-- Opening Marker --
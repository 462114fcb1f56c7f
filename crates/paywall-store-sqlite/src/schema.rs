//! SQL schema for the paywall SQLite store.

/// Full schema DDL; idempotent thanks to `CREATE TABLE IF NOT EXISTS`.
pub const SCHEMA: &str = "
PRAGMA journal_mode = WAL;

CREATE TABLE IF NOT EXISTS documents (
    slug                  TEXT PRIMARY KEY,   -- exact, case-sensitive
    title_json            TEXT NOT NULL,      -- JSON array of rich-text blocks
    content_json          TEXT NOT NULL,      -- JSON array of rich-text blocks
    last_publication_date TEXT NOT NULL,      -- RFC 3339 or YYYY-MM-DD
    stored_at             TEXT NOT NULL
);

-- Raw tokens are never stored; rows are keyed by their SHA-256 digest.
CREATE TABLE IF NOT EXISTS sessions (
    token_digest        TEXT PRIMARY KEY,
    subject             TEXT NOT NULL,
    email               TEXT,
    active_subscription TEXT,
    expires_at          TEXT                -- RFC 3339 UTC or NULL for no expiry
);

PRAGMA user_version = 1;
";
-- Closing Marker --
What the task asks:
Beginning at the line that contains "filename crates/paywall-store-sqlite/src/schema.rs", transcribe every line through the end of the material exactly, leaving out all earlier lines.

Answer for this exercise:
filename crates/paywall-store-sqlite/src/schema.rs
//! SQL schema for the paywall SQLite store.

/// Full schema DDL; idempotent thanks to `CREATE TABLE IF NOT EXISTS`.
pub const SCHEMA: &str = "
PRAGMA journal_mode = WAL;

CREATE TABLE IF NOT EXISTS documents (
    slug                  TEXT PRIMARY KEY,   -- exact, case-sensitive
    title_json            TEXT NOT NULL,      -- JSON array of rich-text blocks
    content_json          TEXT NOT NULL,      -- JSON array of rich-text blocks
    last_publication_date TEXT NOT NULL,      -- RFC 3339 or YYYY-MM-DD
    stored_at             TEXT NOT NULL
);

-- Raw tokens are never stored; rows are keyed by their SHA-256 digest.
CREATE TABLE IF NOT EXISTS sessions (
    token_digest        TEXT PRIMARY KEY,
    subject             TEXT NOT NULL,
    email               TEXT,
    active_subscription TEXT,
    expires_at          TEXT                -- RFC 3339 UTC or NULL for no expiry
);

PRAGMA user_version = 1;
";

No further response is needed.